Babies, of course, referring to items on the list. Not actual babies.

“Avoiding doldrums of winter” is the list. Refer to past postings for the other seven.

The reason I am feeling pressure is because the winter is flying. In about eighteen days the clocks in my house will “Spring Ahead!” by an hour. We will blink and there will be crocuses popping out of the ground. It will be Easter and then it will be the Fourth of July.

That sounds like good news. Besides the fact life is going by quickly.

So is my list even necessary?

Probably.

Because some winters are longer than others. Some are colder. Different regions experience different weather.

So here goes.

#8

An eye catcher. 

Usually that’s me. But for the purpose of this list I will stick with inanimate objects.

Have something that brightens up the joint. Something visible that catches your eye. Lifts your mood. Each and every time. Acts like a dopamine drip.

We surround ourselves with furniture and a lifetime of dust collectors. How often do we actually acknowledge them? Even notice that they are there?

Yes, most of us are generally happy with our space. The overall feeling when you walk in the front door. Believe me, some days that feeling of contentment and “I’m in the comfort of my own place” vibe is enough for anyone.

Maybe looking for something more is asking too much?

Nah.

We have to continue working on the “shaking the blues” list! Something more than the same old thing is necessary.

This always works for me.

thumperwatching

But not everyone wants or is able to have a pet and I promised to stick with inanimate.

There are a few things around the house, other than husband and dog, that I really like and always seem to brighten my moments.

I’ll share one today.

painting

This is a small painting by a local Rhode Island artist named Kathy Weber. I have it displayed on a wall in a high traffic area near the front door.

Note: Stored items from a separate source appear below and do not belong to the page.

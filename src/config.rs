//! Session tunables
//!
//! One `GameConfig` lives for the length of a session. Input, the spawn
//! director and the modifier system mutate it; everything else reads it.
//! A fresh session always starts from a clone of the base config.

use std::path::Path;

use serde::{Deserialize, Serialize};
use thiserror::Error;

use crate::consts::*;

/// Errors loading a config file
#[derive(Debug, Error)]
pub enum ConfigError {
    #[error("failed to read config: {0}")]
    Io(#[from] std::io::Error),
    #[error("failed to parse config: {0}")]
    Parse(#[from] serde_json::Error),
    #[error("invalid config: {0}")]
    Invalid(String),
}

/// Mutable per-session tunables
#[derive(Debug, Clone, PartialEq, Serialize, Deserialize)]
#[serde(default)]
pub struct GameConfig {
    // === Arena ===
    pub arena_width: f32,
    pub arena_height: f32,
    pub wall_width: f32,
    pub wall_height: f32,
    /// Added to ball vertical velocity every frame (negative pulls upward)
    pub gravity: f32,

    // === Cannon ===
    pub cannon_x: f32,
    pub cannon_y: f32,
    pub cannon_length: f32,
    /// Starting barrel angle (degrees)
    pub start_angle: f32,
    pub min_angle: f32,
    pub max_angle: f32,
    /// Degrees per frame while aiming
    pub cannon_angle_speed: f32,
    pub min_power: f32,
    pub max_power: f32,
    /// Power gained per frame while charging
    pub power_increment: f32,
    /// Cooldown between shots (ms)
    pub reload_time: f64,
    /// Balls per volley, each 5 degrees below the previous
    pub cannon_balls: u32,
    /// Identical copies launched per ball
    pub pierce: u32,
    pub ball_radius: f32,

    // === Spawning ===
    /// Current time between attackers (ms), ratchets down every spawn
    pub spawn_interval: f64,
    pub min_spawn_interval: f64,
    pub spawn_decrease_rate: f64,
    /// Temporary multiplier on the spawn interval (special events)
    pub spawn_interval_scale: f64,
    pub initial_base_speed: f32,
    pub max_base_speed: f32,
    /// Base speed gained per ms of game time
    pub base_speed_increase_rate: f32,
    /// Game time (ms) at which every attacker is two columns wide
    pub max_time_for_two_columns: f64,

    // === Modifiers ===
    /// Time between power-up grants (ms, <= 0 disables)
    pub power_up_period: f64,
    /// Time between special events (ms, <= 0 disables)
    pub special_event_period: f64,
}

impl Default for GameConfig {
    fn default() -> Self {
        Self {
            arena_width: ARENA_WIDTH,
            arena_height: ARENA_HEIGHT,
            wall_width: WALL_WIDTH,
            wall_height: WALL_HEIGHT,
            gravity: 0.4,

            cannon_x: CANNON_X,
            cannon_y: CANNON_Y,
            cannon_length: CANNON_LENGTH,
            start_angle: 45.0,
            min_angle: -45.0,
            max_angle: 80.0,
            cannon_angle_speed: 2.0,
            min_power: 3.0,
            max_power: 30.0,
            power_increment: 0.3,
            reload_time: 500.0,
            cannon_balls: 1,
            pierce: 1,
            ball_radius: BALL_RADIUS,

            spawn_interval: 3000.0,
            min_spawn_interval: 400.0,
            spawn_decrease_rate: 0.99,
            spawn_interval_scale: 1.0,
            initial_base_speed: 0.5,
            max_base_speed: 5.0,
            base_speed_increase_rate: 0.0001,
            max_time_for_two_columns: 180_000.0,

            power_up_period: 60_000.0,
            special_event_period: 60_000.0,
        }
    }
}

impl GameConfig {
    /// Parse a (possibly partial) JSON config; missing fields take defaults
    pub fn from_json(json: &str) -> Result<Self, ConfigError> {
        let config: Self = serde_json::from_str(json)?;
        config.validate()?;
        Ok(config.sanitized())
    }

    /// Load a JSON config file
    pub fn load(path: impl AsRef<Path>) -> Result<Self, ConfigError> {
        let json = std::fs::read_to_string(path.as_ref())?;
        let config = Self::from_json(&json)?;
        log::info!("Loaded config from {}", path.as_ref().display());
        Ok(config)
    }

    /// Reject values clamping cannot repair
    pub fn validate(&self) -> Result<(), ConfigError> {
        let floats = [
            ("arena_width", self.arena_width),
            ("arena_height", self.arena_height),
            ("wall_width", self.wall_width),
            ("wall_height", self.wall_height),
            ("gravity", self.gravity),
            ("cannon_x", self.cannon_x),
            ("cannon_y", self.cannon_y),
            ("cannon_length", self.cannon_length),
            ("start_angle", self.start_angle),
            ("min_angle", self.min_angle),
            ("max_angle", self.max_angle),
            ("cannon_angle_speed", self.cannon_angle_speed),
            ("min_power", self.min_power),
            ("max_power", self.max_power),
            ("power_increment", self.power_increment),
            ("ball_radius", self.ball_radius),
            ("initial_base_speed", self.initial_base_speed),
            ("max_base_speed", self.max_base_speed),
            ("base_speed_increase_rate", self.base_speed_increase_rate),
        ];
        if let Some((name, _)) = floats.iter().find(|(_, v)| !v.is_finite()) {
            return Err(ConfigError::Invalid(format!("{name} must be finite")));
        }

        // Spawn interval and periods may be infinite (never), but not NaN
        let times = [
            ("reload_time", self.reload_time),
            ("spawn_interval", self.spawn_interval),
            ("min_spawn_interval", self.min_spawn_interval),
            ("spawn_decrease_rate", self.spawn_decrease_rate),
            ("spawn_interval_scale", self.spawn_interval_scale),
            ("max_time_for_two_columns", self.max_time_for_two_columns),
            ("power_up_period", self.power_up_period),
            ("special_event_period", self.special_event_period),
        ];
        if let Some((name, _)) = times.iter().find(|(_, v)| v.is_nan()) {
            return Err(ConfigError::Invalid(format!("{name} must be a number")));
        }
        Ok(())
    }

    /// Clamp out-of-range values into a playable config
    pub fn sanitized(mut self) -> Self {
        self.repair_non_finite();

        if self.min_angle > self.max_angle {
            log::warn!(
                "min_angle {} above max_angle {}, swapping",
                self.min_angle,
                self.max_angle
            );
            std::mem::swap(&mut self.min_angle, &mut self.max_angle);
        }
        self.start_angle = self.start_angle.clamp(self.min_angle, self.max_angle);

        self.max_power = self.max_power.max(0.0);
        self.min_power = self.min_power.clamp(0.0, self.max_power);
        self.power_increment = self.power_increment.max(0.0);
        self.cannon_angle_speed = self.cannon_angle_speed.max(0.0);
        self.reload_time = self.reload_time.max(0.0);

        self.cannon_balls = self.cannon_balls.max(1);
        self.pierce = self.pierce.max(1);
        self.ball_radius = self.ball_radius.max(0.0);

        self.arena_width = self.arena_width.max(1.0);
        self.arena_height = self.arena_height.max(1.0);
        self.wall_width = self.wall_width.clamp(0.0, self.arena_width);
        self.wall_height = self.wall_height.clamp(0.0, self.arena_height);

        if !(self.spawn_decrease_rate > 0.0 && self.spawn_decrease_rate <= 1.0) {
            log::warn!(
                "spawn_decrease_rate {} outside (0, 1], using 1.0",
                self.spawn_decrease_rate
            );
            self.spawn_decrease_rate = 1.0;
        }
        self.min_spawn_interval = self.min_spawn_interval.max(0.0);
        self.spawn_interval = self.spawn_interval.max(self.min_spawn_interval);
        if !(self.spawn_interval_scale > 0.0) {
            self.spawn_interval_scale = 1.0;
        }

        self.max_base_speed = self.max_base_speed.max(ATTACKER_MIN_SPEED);
        self.max_time_for_two_columns = self.max_time_for_two_columns.max(f64::MIN_POSITIVE);

        raise_period("power_up_period", &mut self.power_up_period);
        raise_period("special_event_period", &mut self.special_event_period);
        self
    }

    /// Replace values `validate` would reject with their defaults
    fn repair_non_finite(&mut self) {
        let d = Self::default();
        let floats = [
            ("arena_width", &mut self.arena_width, d.arena_width),
            ("arena_height", &mut self.arena_height, d.arena_height),
            ("wall_width", &mut self.wall_width, d.wall_width),
            ("wall_height", &mut self.wall_height, d.wall_height),
            ("gravity", &mut self.gravity, d.gravity),
            ("cannon_x", &mut self.cannon_x, d.cannon_x),
            ("cannon_y", &mut self.cannon_y, d.cannon_y),
            ("cannon_length", &mut self.cannon_length, d.cannon_length),
            ("start_angle", &mut self.start_angle, d.start_angle),
            ("min_angle", &mut self.min_angle, d.min_angle),
            ("max_angle", &mut self.max_angle, d.max_angle),
            ("cannon_angle_speed", &mut self.cannon_angle_speed, d.cannon_angle_speed),
            ("min_power", &mut self.min_power, d.min_power),
            ("max_power", &mut self.max_power, d.max_power),
            ("power_increment", &mut self.power_increment, d.power_increment),
            ("ball_radius", &mut self.ball_radius, d.ball_radius),
            ("initial_base_speed", &mut self.initial_base_speed, d.initial_base_speed),
            ("max_base_speed", &mut self.max_base_speed, d.max_base_speed),
            (
                "base_speed_increase_rate",
                &mut self.base_speed_increase_rate,
                d.base_speed_increase_rate,
            ),
        ];
        for (name, value, default) in floats {
            if !value.is_finite() {
                log::warn!("{} is {}, using {}", name, value, default);
                *value = default;
            }
        }

        let times = [
            ("reload_time", &mut self.reload_time, d.reload_time),
            ("spawn_interval", &mut self.spawn_interval, d.spawn_interval),
            ("min_spawn_interval", &mut self.min_spawn_interval, d.min_spawn_interval),
            ("spawn_decrease_rate", &mut self.spawn_decrease_rate, d.spawn_decrease_rate),
            ("spawn_interval_scale", &mut self.spawn_interval_scale, d.spawn_interval_scale),
            (
                "max_time_for_two_columns",
                &mut self.max_time_for_two_columns,
                d.max_time_for_two_columns,
            ),
            ("power_up_period", &mut self.power_up_period, d.power_up_period),
            ("special_event_period", &mut self.special_event_period, d.special_event_period),
        ];
        for (name, value, default) in times {
            if value.is_nan() {
                log::warn!("{} is NaN, using {}", name, default);
                *value = default;
            }
        }
    }
}

/// Enabled periods shorter than a frame would fire many times per frame
fn raise_period(name: &str, period: &mut f64) {
    if *period > 0.0 && *period < FRAME_MS {
        log::warn!("{} {}ms below one frame, using {}ms", name, period, FRAME_MS);
        *period = FRAME_MS;
    }
}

Different things appeal to each of us for a variety of reasons. That is what makes the world go ’round.

When I look at this piece of art I am immediately transported to the town where I was raised. Sure, this could be a winter street scene from any New England working class neighborhood. But it looks exactly like mine. I also love the colors Weber uses in her work.

I found it at Neville Fine Art and Framing in Warren, Rhode Island. I chatted with Donna, the owner, back in the summer while admiring the shop and its nicely displayed pieces.

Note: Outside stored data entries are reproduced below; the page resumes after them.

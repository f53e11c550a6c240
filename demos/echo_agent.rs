//! Echo Agent — a minimal A2A server that echoes messages back.
//!
//! Run with:
//! ```sh
//! cargo run --example echo_agent
//! ```
//!
//! Then test with curl:
//! ```sh
//! # Check agent card
//! curl http://localhost:3000/.well-known/agent.json | jq
//!
//! # Send a message
//! curl -X POST http://localhost:3000/a2a \
//!   -H "Content-Type: application/json" \
//!   -d '{
//!     "jsonrpc": "2.0",
//!     "id": 1,
//!     "method": "message/send",
//!     "params": {
//!       "message": {
//!         "messageId": "m1",
//!         "role": "user",
//!         "parts": [{"kind": "text", "text": "Hello, agent!"}]
//!       }
//!     }
//!   }'
//! ```

use std::sync::Arc;

use a2a_rs::builders::ServerBuilder;
use a2a_rs::error::A2AResult;
use a2a_rs::server::{AgentHandler, HandlerContext, HandlerFuture, HandlerResult};
use a2a_rs::types::{Message, Part};
use a2a_rs::utils::{get_text_parts, new_text_artifact};
use async_trait::async_trait;

/// A simple agent that echoes back whatever you send it.
struct EchoAgent;

#[async_trait]
impl AgentHandler for EchoAgent {
    async fn handle(&self, message: Message, context: HandlerContext) -> A2AResult<HandlerResult> {
        let text = get_text_parts(&message.parts).join("\n");
        let text = if text.is_empty() { "no text received".to_string() } else { text };

        context.publish_update("echoing your message").await?;

        let artifact = new_text_artifact("echo-response", format!("echo: {text}"), None::<String>);

        Ok(HandlerResult::Parts {
            parts: vec![Part::text(format!("echoed: {text}"))],
            artifacts: Some(vec![artifact]),
            metadata: None,
        })
    }
}

#[tokio::main]
async fn main() -> Result<(), Box<dyn std::error::Error>> {
    tracing_subscriber::fmt().with_max_level(tracing::Level::INFO).init();

    let handler: Arc<dyn AgentHandler> = Arc::new(EchoAgent);
    let app = ServerBuilder::new(handler, "echo-agent")
        .with_agent_card(|b| {
            b.with_jsonrpc_interface("http://localhost:3000/a2a")
                .with_streaming(true)
                .with_skill(
                    "echo",
                    "Echo",
                    "Echoes back any text message you send",
                    vec!["echo".to_string(), "test".to_string()],
                )
        })
        .with_cors(true)
        .build();

    let addr = "0.0.0.0:3000";
    println!("Echo Agent listening on http://{addr}");
    println!("  Agent card: http://{addr}/.well-known/agent.json");
    println!("  A2A endpoint: http://{addr}/a2a");

    let listener = tokio::net::TcpListener::bind(addr).await?;
    axum::serve(listener, app).await?;

    Ok(())
}

// A type-only check that `HandlerFuture` remains the right shape for a
// closure-based handler, in case someone wires one up instead of a struct.
#[allow(dead_code)]
fn _closure_handler_shape_check() -> Arc<dyn AgentHandler> {
    Arc::new(
        move |message: Message, _ctx: HandlerContext| -> HandlerFuture {
            Box::pin(async move {
                Ok(HandlerResult::Text(format!(
                    "{} parts received",
                    message.parts.len()
                )))
            })
        },
    )
}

This little gem caught my eye and then I left without buying it.

I don’t know why. What’s wrong with me? It’s probably because I am a Libra and any decisions I ever need to make practically have to involve a congressional hearing. It’s no joke. So hard for me.

Then I started having these pangs of what I guess could only be described as the opposite of buyer’s remorse. Non-buyer’s remorse.

I knew then I just had to have it.

So a few days later my friend and I headed to the shop. Of course, we showed up after business hours.

The following week I was with another friend and drove to the shop. Had every intention of arriving home with my new bundle of joy. Nope. Didn’t happen. The place was not open on this particular day.

I was about to go down another road. You know the one. It’s called, “Maybe it just wasn’t meant to be.”

But I didn’t.

The third time was the charm. Whew!

Okay, I can’t make decisions to save my life. But once something gets stuck in my head it’s going absolutely nowhere until I deal with it. If a person looks up the definition of “dogged” in the dictionary my eye catching face will be staring right back at them. My Dad used to say, “Watch out when she gets a bee in her bonnet.” He wasn’t lying.

Thank God it’s only the small stuff with me.

Imagine how tired I would be if I was going for world peace? Or bringing down the number of mass killings in the U.S.?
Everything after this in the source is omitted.